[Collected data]
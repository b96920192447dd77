use tracing::debug_span;

use crate::{
    check_positive,
    filter::{apply_filter, compute_inverse_filter, compute_wiener_filter},
    kernel::Kernel,
    transform,
    types::{ComplexGrid, RealGrid},
    DeblurError, Result,
};

/// Which regularized inverse to restore with.
#[derive(Debug, Clone, Copy, PartialEq)]
pub enum Method {
    /// Thresholded inverse filter, `eps` relative to the largest kernel magnitude.
    Inverse { eps: f32 },
    /// Wiener filter for an assumed signal to noise ratio.
    Wiener { snr: f32 },
}

impl Method {
    pub fn validate(&self) -> Result<()> {
        match *self {
            Method::Inverse { eps } => check_positive("eps", eps).map(|_| ()),
            Method::Wiener { snr } => check_positive("snr", snr).map(|_| ()),
        }
    }

    /// Builds the filter spectrum for a kernel spectrum.
    pub fn filter(&self, kernel_spectrum: &ComplexGrid) -> Result<ComplexGrid> {
        match *self {
            Method::Inverse { eps } => compute_inverse_filter(kernel_spectrum, eps),
            Method::Wiener { snr } => compute_wiener_filter(kernel_spectrum, snr),
        }
    }
}

/// Deconvolves `degraded` with `kernel` in the frequency domain.
///
/// The kernel is zero-padded to the image size and rotated so its center
/// sits at the origin, both grids are transformed, the filter spectrum is
/// applied and the product transformed back. The output has the shape of
/// `degraded`; its range is not clamped.
pub fn restore(degraded: &RealGrid, kernel: &Kernel, method: Method) -> Result<RealGrid> {
    let shape = degraded.dim();
    let _span = debug_span!("restore", ?method, rows = shape.0, cols = shape.1).entered();

    if degraded.is_empty() {
        return Err(DeblurError::EmptyGrid);
    }
    method.validate()?;

    let kernel_spectrum = kernel.spectrum(shape)?;
    let image_spectrum = transform::forward(degraded);

    let filter = method.filter(&kernel_spectrum)?;
    let restored = apply_filter(&image_spectrum, &filter)?;

    Ok(transform::inverse(&restored))
}

pub fn inverse_filter(degraded: &RealGrid, kernel: &Kernel, eps: f32) -> Result<RealGrid> {
    restore(degraded, kernel, Method::Inverse { eps })
}

pub fn wiener_filter(degraded: &RealGrid, kernel: &Kernel, snr: f32) -> Result<RealGrid> {
    restore(degraded, kernel, Method::Wiener { snr })
}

● Problem to solve:
Your response should hold only an exact copy of the lines above, from the one containing "snr: f32) ->" through the end of the entries.

● Written answer:
pub fn wiener_filter(degraded: &RealGrid, kernel: &Kernel, snr: f32) -> Result<RealGrid> {
    restore(degraded, kernel, Method::Wiener { snr })
}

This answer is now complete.